服部 わたし、写真は詩と非常に重なる部分があると思っているんです。だから詩の雑誌をつくろうと思ったときに、写真を勉強したら詩がうまくなるかな、と思って、2014年に青山ブックセンター本店で行われたホンマタカシさんの写真教室に行ったんです。

 

野田 それ、すごくおもしろいお話ですね。

 

服部 無意識下のものを見る、という点においては、写真芸術がやろうとしていることと、詩がやろうとしていることはすごく近いと思うんですよね。だから写真と詩を同時に表現するのは本当にむずかしいなぁとあらためて思っています。

 

野田 メッセージ性の強いことばが添えられた写真集とかポスターってありますね。

 

服部 空の写真に「さあ、生きよう」みたいな。そういうときは、ことばか写真、どちらかひとつでいいんじゃないかと思うくらい、写真っていうのは詩と重なる部分があると思っています。ただ、わたしは写真にコンプレックスがあって、すごく好きなのに苦手なんですよね。

 

野田 そうなんですか? 全然そうは感じないですけど。

 

服部 詩の雑誌をつくることとともにもちろん写真への理解を深めたくて教室に通ったんですが、どうしても自分の写真にどんくささを感じてしまうんです。

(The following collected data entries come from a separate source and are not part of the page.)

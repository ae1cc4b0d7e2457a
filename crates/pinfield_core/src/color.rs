//! RGBA color in linear space
//!
//! Colors are plain value types; interpolation is component-wise linear,
//! which is what the underline highlight and dissolve fade need.

/// RGBA color (linear space)
#[derive(Clone, Copy, Debug, PartialEq)]
pub struct Color {
    pub r: f32,
    pub g: f32,
    pub b: f32,
    pub a: f32,
}

impl Color {
    pub const WHITE: Color = Color::rgb(1.0, 1.0, 1.0);
    pub const BLACK: Color = Color::rgb(0.0, 0.0, 0.0);
    pub const RED: Color = Color::rgb(1.0, 0.0, 0.0);
    pub const GREEN: Color = Color::rgb(0.0, 1.0, 0.0);
    pub const BLUE: Color = Color::rgb(0.0, 0.0, 1.0);
    pub const GRAY: Color = Color::rgb(0.5, 0.5, 0.5);
    pub const TRANSPARENT: Color = Color::rgba(0.0, 0.0, 0.0, 0.0);

    pub const fn rgb(r: f32, g: f32, b: f32) -> Self {
        Self { r, g, b, a: 1.0 }
    }

    pub const fn rgba(r: f32, g: f32, b: f32, a: f32) -> Self {
        Self { r, g, b, a }
    }

    pub fn from_hex(hex: u32) -> Self {
        let r = ((hex >> 16) & 0xFF) as f32 / 255.0;
        let g = ((hex >> 8) & 0xFF) as f32 / 255.0;
        let b = (hex & 0xFF) as f32 / 255.0;
        Self::rgb(r, g, b)
    }

    pub fn with_alpha(mut self, alpha: f32) -> Self {
        self.a = alpha;
        self
    }

    pub fn to_array(&self) -> [f32; 4] {
        [self.r, self.g, self.b, self.a]
    }

    /// Linear interpolation between two colors
    pub fn lerp(a: &Color, b: &Color, t: f32) -> Color {
        let t = t.clamp(0.0, 1.0);
        Color {
            r: a.r + (b.r - a.r) * t,
            g: a.g + (b.g - a.g) * t,
            b: a.b + (b.b - a.b) * t,
            a: a.a + (b.a - a.a) * t,
        }
    }
}

impl Default for Color {
    fn default() -> Self {
        Self::BLACK
    }
}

わたしの中でもっと撮りたい精度っていうのがあるんですけど、自分がそれに追いつけない。写真に必要な運動神経のよさがない。だから、わたしはどっちかというとことば向きなんだと思っています。ことばの速度のほうが自分と合っている。

 

野田 詩のほうが、無意識に追いつける、ということですね。それを考えると、みなさんも各々得意ジャンルというのがあるのかもしれませんね。

 

服部 詩や写真以外にも、無意識下のものを表面にすくいあげる方法は、たくさんあります。絵だってダンスだって、俳句だってあるし、音楽も各種ある。料理でもいいですよね。いろいろな世界があるから、その出口を見つけてほしいですね。プロになろうとか、うまくやろうとか、そういうことじゃなくて、自分自身を表現する体験を味わってほしいです。もっと自分の人生を芸術にしてほしい。わたし自身もそうありたいと思っています。

 

***

 

「詩」というと、自分から遠いもののように感じる方も

いらっしゃるかもしれませんが

(わたし自身がそうでした!)

もっともっと、自由にたのしめるのかな?と

思っていただけたらうれしいです。

 

ポケマ―版『甘い、甘い、甘くて甘い』、

手帖や洋服のポケットにすっぽり入るサイズでかわいいですし、

お値段もとってもお手頃なので、

気軽に詩に親しむきっかけになればと思います。

 

表の表紙もかわいいんですが、裏の表紙も素敵なんですよ。

『わたしの手帖』の表紙側に挟むと表側が、

裏表紙側に挟むと裏側が見えるようになっています。

 

 

もちろん、服のポケットに入れて持ち歩いても。

(まさにポケット詩集!)

大好きなことばは、ときにはお守りのように

みなさんのこころを守ってくれるかもしれません。